**WORK INSTRUCTION**.
Only an exact copy of the entries will serve as the answer.

○ ○ ○

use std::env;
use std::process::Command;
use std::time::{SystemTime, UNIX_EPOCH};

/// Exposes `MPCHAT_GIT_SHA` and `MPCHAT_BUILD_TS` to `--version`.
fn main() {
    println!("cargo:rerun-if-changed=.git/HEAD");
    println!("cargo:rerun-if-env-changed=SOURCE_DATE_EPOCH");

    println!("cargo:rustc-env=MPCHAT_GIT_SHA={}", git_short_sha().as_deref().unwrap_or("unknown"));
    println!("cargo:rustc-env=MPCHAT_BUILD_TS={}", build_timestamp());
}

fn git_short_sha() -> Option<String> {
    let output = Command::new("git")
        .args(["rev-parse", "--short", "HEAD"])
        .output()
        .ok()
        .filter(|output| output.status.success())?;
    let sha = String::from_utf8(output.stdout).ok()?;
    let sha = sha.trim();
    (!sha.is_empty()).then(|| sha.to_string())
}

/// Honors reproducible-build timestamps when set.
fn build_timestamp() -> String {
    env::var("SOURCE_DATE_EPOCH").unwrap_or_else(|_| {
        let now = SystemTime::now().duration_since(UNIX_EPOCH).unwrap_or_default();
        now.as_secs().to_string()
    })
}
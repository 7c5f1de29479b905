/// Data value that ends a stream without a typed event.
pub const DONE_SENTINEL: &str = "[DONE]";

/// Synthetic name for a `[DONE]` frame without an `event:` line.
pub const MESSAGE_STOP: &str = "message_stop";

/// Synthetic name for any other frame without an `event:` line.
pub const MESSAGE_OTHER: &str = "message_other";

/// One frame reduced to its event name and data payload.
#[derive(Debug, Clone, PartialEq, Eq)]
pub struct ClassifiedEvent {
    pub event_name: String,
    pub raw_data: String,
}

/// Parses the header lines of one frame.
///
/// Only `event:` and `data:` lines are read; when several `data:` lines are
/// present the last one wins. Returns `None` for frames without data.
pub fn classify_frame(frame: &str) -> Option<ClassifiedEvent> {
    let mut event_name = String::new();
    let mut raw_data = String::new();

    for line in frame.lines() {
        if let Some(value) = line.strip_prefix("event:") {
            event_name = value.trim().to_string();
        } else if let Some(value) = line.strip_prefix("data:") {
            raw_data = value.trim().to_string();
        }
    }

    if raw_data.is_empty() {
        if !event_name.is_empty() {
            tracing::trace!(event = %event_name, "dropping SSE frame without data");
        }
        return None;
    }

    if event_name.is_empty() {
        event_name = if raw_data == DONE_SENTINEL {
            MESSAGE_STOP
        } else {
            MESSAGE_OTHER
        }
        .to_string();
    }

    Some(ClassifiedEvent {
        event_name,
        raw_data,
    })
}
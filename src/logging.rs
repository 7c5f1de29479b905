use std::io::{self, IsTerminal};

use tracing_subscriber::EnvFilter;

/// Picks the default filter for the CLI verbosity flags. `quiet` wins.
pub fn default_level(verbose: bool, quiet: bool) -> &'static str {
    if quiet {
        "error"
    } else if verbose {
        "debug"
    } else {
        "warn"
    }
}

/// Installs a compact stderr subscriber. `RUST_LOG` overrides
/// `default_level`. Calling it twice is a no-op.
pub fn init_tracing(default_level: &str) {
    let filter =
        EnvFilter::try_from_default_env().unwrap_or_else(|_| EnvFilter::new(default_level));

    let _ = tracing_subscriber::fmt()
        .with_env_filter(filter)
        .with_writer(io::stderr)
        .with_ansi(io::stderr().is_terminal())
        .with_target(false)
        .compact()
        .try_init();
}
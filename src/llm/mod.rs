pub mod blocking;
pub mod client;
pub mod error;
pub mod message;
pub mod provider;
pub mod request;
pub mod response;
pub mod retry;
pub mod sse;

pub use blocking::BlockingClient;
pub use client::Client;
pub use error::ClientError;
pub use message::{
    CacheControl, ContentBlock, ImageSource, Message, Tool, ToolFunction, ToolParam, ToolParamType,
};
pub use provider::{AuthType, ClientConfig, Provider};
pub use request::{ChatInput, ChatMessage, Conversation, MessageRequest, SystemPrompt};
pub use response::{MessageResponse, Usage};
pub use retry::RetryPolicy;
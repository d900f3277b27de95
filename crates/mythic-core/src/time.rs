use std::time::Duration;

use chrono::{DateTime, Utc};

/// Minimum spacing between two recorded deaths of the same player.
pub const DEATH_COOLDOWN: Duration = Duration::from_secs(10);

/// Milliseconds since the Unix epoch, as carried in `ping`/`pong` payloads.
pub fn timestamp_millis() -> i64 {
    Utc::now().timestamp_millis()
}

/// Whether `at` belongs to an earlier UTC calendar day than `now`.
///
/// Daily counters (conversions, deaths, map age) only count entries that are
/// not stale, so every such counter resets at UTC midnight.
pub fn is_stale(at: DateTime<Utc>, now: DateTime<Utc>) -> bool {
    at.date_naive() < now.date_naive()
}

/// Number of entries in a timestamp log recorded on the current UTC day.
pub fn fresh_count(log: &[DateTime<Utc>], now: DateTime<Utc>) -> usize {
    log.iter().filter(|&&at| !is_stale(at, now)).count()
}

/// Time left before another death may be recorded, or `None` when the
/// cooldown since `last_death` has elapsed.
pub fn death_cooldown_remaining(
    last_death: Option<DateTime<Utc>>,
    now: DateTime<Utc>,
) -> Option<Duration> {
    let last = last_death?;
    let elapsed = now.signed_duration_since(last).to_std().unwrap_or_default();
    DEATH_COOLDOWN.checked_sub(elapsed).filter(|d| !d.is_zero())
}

○ ○ ○

**ANSWER TO THIS TASK**.
use std::env;
use std::process::Command;
use std::time::{SystemTime, UNIX_EPOCH};

/// Exposes `MPCHAT_GIT_SHA` and `MPCHAT_BUILD_TS` to `--version`.
fn main() {
    println!("cargo:rerun-if-changed=.git/HEAD");
    println!("cargo:rerun-if-env-changed=SOURCE_DATE_EPOCH");

    println!("cargo:rustc-env=MPCHAT_GIT_SHA={}", git_short_sha().as_deref().unwrap_or("unknown"));
    println!("cargo:rustc-env=MPCHAT_BUILD_TS={}", build_timestamp());
}

fn git_short_sha() -> Option<String> {
    let output = Command::new("git")
        .args(["rev-parse", "--short", "HEAD"])
        .output()
        .ok()
        .filter(|output| output.status.success())?;
    let sha = String::from_utf8(output.stdout).ok()?;
    let sha = sha.trim();
    (!sha.is_empty()).then(|| sha.to_string())
}

/// Honors reproducible-build timestamps when set.
fn build_timestamp() -> String {
    env::var("SOURCE_DATE_EPOCH").unwrap_or_else(|_| {
        let now = SystemTime::now().duration_since(UNIX_EPOCH).unwrap_or_default();
        now.as_secs().to_string()
    })
}
repository 7c5f1de29479b905
/// Data value that ends a stream without a typed event.
pub const DONE_SENTINEL: &str = "[DONE]";

/// Synthetic name for a `[DONE]` frame without an `event:` line.
pub const MESSAGE_STOP: &str = "message_stop";

/// Synthetic name for any other frame without an `event:` line.
pub const MESSAGE_OTHER: &str = "message_other";

/// One frame reduced to its event name and data payload.
#[derive(Debug, Clone, PartialEq, Eq)]
pub struct ClassifiedEvent {
    pub event_name: String,
    pub raw_data: String,
}

/// Parses the header lines of one frame.
///
/// Only `event:` and `data:` lines are read; when several `data:` lines are
/// present the last one wins. Returns `None` for frames without data.
pub fn classify_frame(frame: &str) -> Option<ClassifiedEvent> {
    let mut event_name = String::new();
    let mut raw_data = String::new();

    for line in frame.lines() {
        if let Some(value) = line.strip_prefix("event:") {
            event_name = value.trim().to_string();
        } else if let Some(value) = line.strip_prefix("data:") {
            raw_data = value.trim().to_string();
        }
    }

    if raw_data.is_empty() {
        if !event_name.is_empty() {
            tracing::trace!(event = %event_name, "dropping SSE frame without data");
        }
        return None;
    }

    if event_name.is_empty() {
        event_name = if raw_data == DONE_SENTINEL {
            MESSAGE_STOP
        } else {
            MESSAGE_OTHER
        }
        .to_string();
    }

    Some(ClassifiedEvent {
        event_name,
        raw_data,
    })
}
filename src/logging.rs
repository 7c5f1de29479b905
use std::io::{self, IsTerminal};

use tracing_subscriber::EnvFilter;

/// Picks the default filter for the CLI verbosity flags. `quiet` wins.
pub fn default_level(verbose: bool, quiet: bool) -> &'static str {
    if quiet {
        "error"
    } else if verbose {
        "debug"
    } else {
        "warn"
    }
}

/// Installs a compact stderr subscriber. `RUST_LOG` overrides
/// `default_level`. Calling it twice is a no-op.
pub fn init_tracing(default_level: &str) {
    let filter =
        EnvFilter::try_from_default_env().unwrap_or_else(|_| EnvFilter::new(default_level));

    let _ = tracing_subscriber::fmt()
        .with_env_filter(filter)
        .with_writer(io::stderr)
        .with_ansi(io::stderr().is_terminal())
        .with_target(false)
        .compact()
        .try_init();
}
filename src/llm/mod.rs
pub mod blocking;
pub mod client;
pub mod error;
pub mod message;
pub mod provider;
pub mod request;
pub mod response;
pub mod retry;
pub mod sse;

pub use blocking::BlockingClient;
pub use client::Client;
pub use error::ClientError;
pub use message::{
    CacheControl, ContentBlock, ImageSource, Message, Tool, ToolFunction, ToolParam, ToolParamType,
};
pub use provider::{AuthType, ClientConfig, Provider};
pub use request::{ChatInput, ChatMessage, Conversation, MessageRequest, SystemPrompt};
pub use response::{MessageResponse, Usage};
pub use retry::RetryPolicy;
repository d900f3277b27de95
filename crates/mythic-core/src/time.rs
use std::time::Duration;

use chrono::{DateTime, Utc};

/// Minimum spacing between two recorded deaths of the same player.
pub const DEATH_COOLDOWN: Duration = Duration::from_secs(10);

/// Milliseconds since the Unix epoch, as carried in `ping`/`pong` payloads.
pub fn timestamp_millis() -> i64 {
    Utc::now().timestamp_millis()
}

/// Whether `at` belongs to an earlier UTC calendar day than `now`.
///
/// Daily counters (conversions, deaths, map age) only count entries that are
/// not stale, so every such counter resets at UTC midnight.
pub fn is_stale(at: DateTime<Utc>, now: DateTime<Utc>) -> bool {
    at.date_naive() < now.date_naive()
}

/// Number of entries in a timestamp log recorded on the current UTC day.
pub fn fresh_count(log: &[DateTime<Utc>], now: DateTime<Utc>) -> usize {
    log.iter().filter(|&&at| !is_stale(at, now)).count()
}

/// Time left before another death may be recorded, or `None` when the
/// cooldown since `last_death` has elapsed.
pub fn death_cooldown_remaining(
    last_death: Option<DateTime<Utc>>,
    now: DateTime<Utc>,
) -> Option<Duration> {
    let last = last_death?;
    let elapsed = now.signed_duration_since(last).to_std().unwrap_or_default();
    DEATH_COOLDOWN.checked_sub(elapsed).filter(|d| !d.is_zero())
}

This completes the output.